Exercise instructions –
Reproduce all the material verbatim, down to the last line.
=== Begin Enclosure ===
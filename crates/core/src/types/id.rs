//! Product identifier type.

use core::fmt;

use serde::{Deserialize, Serialize};

/// Errors that can occur when parsing a [`ProductId`].
#[derive(thiserror::Error, Debug, Clone, PartialEq, Eq)]
pub enum ProductIdError {
    /// The input string is empty or whitespace.
    #[error("product id cannot be empty")]
    Empty,
}

/// Identifier of a listing on the source platform.
///
/// Source ids are opaque strings (numeric ids, `mock_001`, ...), so the only
/// constraint is that the id is not blank.
///
/// ## Examples
///
/// ```
/// use trend_hunter_core::ProductId;
///
/// assert!(ProductId::parse("mock_001").is_ok());
/// assert!(ProductId::parse("").is_err());
/// assert!(ProductId::parse("   ").is_err());
/// ```
#[derive(Debug, Clone, Serialize, Deserialize, PartialEq, Eq, Hash)]
#[serde(try_from = "String", into = "String")]
pub struct ProductId(String);

impl ProductId {
    /// Parse a `ProductId` from a string.
    ///
    /// # Errors
    ///
    /// Returns [`ProductIdError::Empty`] if the input is empty or whitespace.
    pub fn parse(s: &str) -> Result<Self, ProductIdError> {
        if s.trim().is_empty() {
            return Err(ProductIdError::Empty);
        }
        Ok(Self(s.to_owned()))
    }

    /// Returns the id as a string slice.
    #[must_use]
    pub fn as_str(&self) -> &str {
        &self.0
    }

    /// Consumes the `ProductId` and returns its inner string.
    #[must_use]
    pub fn into_inner(self) -> String {
        self.0
    }
}

impl fmt::Display for ProductId {
    fn fmt(&self, f: &mut fmt::Formatter<'_>) -> fmt::Result {
        f.write_str(&self.0)
    }
}

impl AsRef<str> for ProductId {
    fn as_ref(&self) -> &str {
        &self.0
    }
}

impl core::str::FromStr for ProductId {
    type Err = ProductIdError;

    fn from_str(s: &str) -> Result<Self, Self::Err> {
        Self::parse(s)
    }
}

impl TryFrom<String> for ProductId {
    type Error = ProductIdError;

    fn try_from(s: String) -> Result<Self, Self::Error> {
        if s.trim().is_empty() {
            return Err(ProductIdError::Empty);
        }
        Ok(Self(s))
    }
}

impl From<ProductId> for String {
    fn from(id: ProductId) -> Self {
        id.0
    }
}

#[cfg(test)]
#[allow(clippy::unwrap_used)]
mod tests {
    use super::*;

    #[test]
    fn test_parse_valid_ids() {
        assert!(ProductId::parse("mock_001").is_ok());
        assert!(ProductId::parse("7301234567890123456").is_ok());
    }

    #[test]
    fn test_parse_empty() {
        assert_eq!(ProductId::parse(""), Err(ProductIdError::Empty));
        assert_eq!(ProductId::parse(" \t"), Err(ProductIdError::Empty));
    }

    #[test]
    fn test_display() {
        let id = ProductId::parse("mock_003").unwrap();
        assert_eq!(format!("{id}"), "mock_003");
    }

    #[test]
    fn test_serde_rejects_empty() {
        let parsed: Result<ProductId, _> = serde_json::from_str("\"\"");
        assert!(parsed.is_err());

        let id: ProductId = serde_json::from_str("\"abc\"").unwrap();
        assert_eq!(serde_json::to_string(&id).unwrap(), "\"abc\"");
    }
}
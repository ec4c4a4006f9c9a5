//! Analysis prompt construction.
//!
//! The prompt asks for a single JSON object with exactly the eight fields of
//! [`AnalysisResult`](trend_hunter_core::AnalysisResult). The interpreter
//! relies on that shape, so the field names here must not drift.

use std::fmt::Write as _;

use trend_hunter_core::ProductRecord;

/// Maximum number of reviews embedded in a prompt.
pub const MAX_PROMPT_REVIEWS: usize = 10;

/// Placeholder used when no review text is embedded.
pub const NO_REVIEWS: &str = "No reviews available";

/// Knobs for prompt construction.
#[derive(Debug, Clone, Copy, PartialEq, Eq)]
pub struct PromptOptions {
    /// Embed review text in the prompt.
    pub include_reviews: bool,
}

impl Default for PromptOptions {
    fn default() -> Self {
        Self {
            include_reviews: true,
        }
    }
}

/// Build the analysis prompt for one product.
#[must_use]
pub fn build_prompt(product: &ProductRecord, options: PromptOptions) -> String {
    let rating = product
        .rating()
        .map_or_else(|| "N/A".to_string(), |rating| rating.to_string());
    let category = product.category().unwrap_or("Unknown");
    let reviews = if options.include_reviews {
        format_reviews(product.reviews())
    } else {
        NO_REVIEWS.to_string()
    };

    format!(
        r#"You are an expert e-commerce analyst specializing in viral product identification for TikTok Shop and social commerce.

Analyze the following product data and provide a detailed assessment:

Product Title: {title}
Price: ${price}
Sales Count: {sales_count}
Rating: {rating}
Review Count: {review_count}
Category: {category}

Recent Reviews:
{reviews}

Based on this data, provide your analysis in the following JSON format:
{{
    "virality_score": <0-100 score based on sales velocity, review sentiment, and viral potential>,
    "why_winning": "<2-3 sentence explanation of why this product is trending>",
    "problem_solved": "<The main pain point or problem this product addresses>",
    "emotional_triggers": ["<emotional trigger 1>", "<emotional trigger 2>", ...],
    "marketing_angles": ["<marketing angle 1>", "<marketing angle 2>", ...],
    "quality_flags": ["<potential quality issue 1>", ...],
    "target_audience": "<Description of the ideal customer>",
    "ad_hooks": ["<video ad hook idea 1>", "<video ad hook idea 2>", ...]
}}

Consider:
- Sales velocity (high sales = proven demand)
- Review sentiment and emotional language
- Problem-solution clarity
- Viral/shareable qualities
- Price point attractiveness
- Potential quality concerns from reviews

Respond ONLY with the JSON object, no additional text."#,
        title = product.title(),
        price = product.price(),
        sales_count = product.sales_count(),
        review_count = product.review_count(),
    )
}

/// One review per line, `- ` prefixed, capped at [`MAX_PROMPT_REVIEWS`].
fn format_reviews(reviews: &[String]) -> String {
    if reviews.is_empty() {
        return NO_REVIEWS.to_string();
    }

    let mut out = String::new();
    for (i, review) in reviews.iter().take(MAX_PROMPT_REVIEWS).enumerate() {
        if i > 0 {
            out.push('\n');
        }
        let _ = write!(out, "- {review}");
    }
    out
}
=== End Enclosure ===
Answer section –
filename crates/core/src/types/id.rs
//! Product identifier type.

use core::fmt;

use serde::{Deserialize, Serialize};

/// Errors that can occur when parsing a [`ProductId`].
#[derive(thiserror::Error, Debug, Clone, PartialEq, Eq)]
pub enum ProductIdError {
    /// The input string is empty or whitespace.
    #[error("product id cannot be empty")]
    Empty,
}

/// Identifier of a listing on the source platform.
///
/// Source ids are opaque strings (numeric ids, `mock_001`, ...), so the only
/// constraint is that the id is not blank.
///
/// ## Examples
///
/// ```
/// use trend_hunter_core::ProductId;
///
/// assert!(ProductId::parse("mock_001").is_ok());
/// assert!(ProductId::parse("").is_err());
/// assert!(ProductId::parse("   ").is_err());
/// ```
#[derive(Debug, Clone, Serialize, Deserialize, PartialEq, Eq, Hash)]
#[serde(try_from = "String", into = "String")]
pub struct ProductId(String);

impl ProductId {
    /// Parse a `ProductId` from a string.
    ///
    /// # Errors
    ///
    /// Returns [`ProductIdError::Empty`] if the input is empty or whitespace.
    pub fn parse(s: &str) -> Result<Self, ProductIdError> {
        if s.trim().is_empty() {
            return Err(ProductIdError::Empty);
        }
        Ok(Self(s.to_owned()))
    }

    /// Returns the id as a string slice.
    #[must_use]
    pub fn as_str(&self) -> &str {
        &self.0
    }

    /// Consumes the `ProductId` and returns its inner string.
    #[must_use]
    pub fn into_inner(self) -> String {
        self.0
    }
}

impl fmt::Display for ProductId {
    fn fmt(&self, f: &mut fmt::Formatter<'_>) -> fmt::Result {
        f.write_str(&self.0)
    }
}

impl AsRef<str> for ProductId {
    fn as_ref(&self) -> &str {
        &self.0
    }
}

impl core::str::FromStr for ProductId {
    type Err = ProductIdError;

    fn from_str(s: &str) -> Result<Self, Self::Err> {
        Self::parse(s)
    }
}

impl TryFrom<String> for ProductId {
    type Error = ProductIdError;

    fn try_from(s: String) -> Result<Self, Self::Error> {
        if s.trim().is_empty() {
            return Err(ProductIdError::Empty);
        }
        Ok(Self(s))
    }
}

impl From<ProductId> for String {
    fn from(id: ProductId) -> Self {
        id.0
    }
}

#[cfg(test)]
#[allow(clippy::unwrap_used)]
mod tests {
    use super::*;

    #[test]
    fn test_parse_valid_ids() {
        assert!(ProductId::parse("mock_001").is_ok());
        assert!(ProductId::parse("7301234567890123456").is_ok());
    }

    #[test]
    fn test_parse_empty() {
        assert_eq!(ProductId::parse(""), Err(ProductIdError::Empty));
        assert_eq!(ProductId::parse(" \t"), Err(ProductIdError::Empty));
    }

    #[test]
    fn test_display() {
        let id = ProductId::parse("mock_003").unwrap();
        assert_eq!(format!("{id}"), "mock_003");
    }

    #[test]
    fn test_serde_rejects_empty() {
        let parsed: Result<ProductId, _> = serde_json::from_str("\"\"");
        assert!(parsed.is_err());

        let id: ProductId = serde_json::from_str("\"abc\"").unwrap();
        assert_eq!(serde_json::to_string(&id).unwrap(), "\"abc\"");
    }
}
repository ec4c4a4006f9c9a5
//! Analysis prompt construction.
//!
//! The prompt asks for a single JSON object with exactly the eight fields of
//! [`AnalysisResult`](trend_hunter_core::AnalysisResult). The interpreter
//! relies on that shape, so the field names here must not drift.

use std::fmt::Write as _;

use trend_hunter_core::ProductRecord;

/// Maximum number of reviews embedded in a prompt.
pub const MAX_PROMPT_REVIEWS: usize = 10;

/// Placeholder used when no review text is embedded.
pub const NO_REVIEWS: &str = "No reviews available";

/// Knobs for prompt construction.
#[derive(Debug, Clone, Copy, PartialEq, Eq)]
pub struct PromptOptions {
    /// Embed review text in the prompt.
    pub include_reviews: bool,
}

impl Default for PromptOptions {
    fn default() -> Self {
        Self {
            include_reviews: true,
        }
    }
}

/// Build the analysis prompt for one product.
#[must_use]
pub fn build_prompt(product: &ProductRecord, options: PromptOptions) -> String {
    let rating = product
        .rating()
        .map_or_else(|| "N/A".to_string(), |rating| rating.to_string());
    let category = product.category().unwrap_or("Unknown");
    let reviews = if options.include_reviews {
        format_reviews(product.reviews())
    } else {
        NO_REVIEWS.to_string()
    };

    format!(
        r#"You are an expert e-commerce analyst specializing in viral product identification for TikTok Shop and social commerce.

Analyze the following product data and provide a detailed assessment:

Product Title: {title}
Price: ${price}
Sales Count: {sales_count}
Rating: {rating}
Review Count: {review_count}
Category: {category}

Recent Reviews:
{reviews}

Based on this data, provide your analysis in the following JSON format:
{{
    "virality_score": <0-100 score based on sales velocity, review sentiment, and viral potential>,
    "why_winning": "<2-3 sentence explanation of why this product is trending>",
    "problem_solved": "<The main pain point or problem this product addresses>",
    "emotional_triggers": ["<emotional trigger 1>", "<emotional trigger 2>", ...],
    "marketing_angles": ["<marketing angle 1>", "<marketing angle 2>", ...],
    "quality_flags": ["<potential quality issue 1>", ...],
    "target_audience": "<Description of the ideal customer>",
    "ad_hooks": ["<video ad hook idea 1>", "<video ad hook idea 2>", ...]
}}

Consider:
- Sales velocity (high sales = proven demand)
- Review sentiment and emotional language
- Problem-solution clarity
- Viral/shareable qualities
- Price point attractiveness
- Potential quality concerns from reviews

Respond ONLY with the JSON object, no additional text."#,
        title = product.title(),
        price = product.price(),
        sales_count = product.sales_count(),
        review_count = product.review_count(),
    )
}

/// One review per line, `- ` prefixed, capped at [`MAX_PROMPT_REVIEWS`].
fn format_reviews(reviews: &[String]) -> String {
    if reviews.is_empty() {
        return NO_REVIEWS.to_string();
    }

    let mut out = String::new();
    for (i, review) in reviews.iter().take(MAX_PROMPT_REVIEWS).enumerate() {
        if i > 0 {
            out.push('\n');
        }
        let _ = write!(out, "- {review}");
    }
    out
}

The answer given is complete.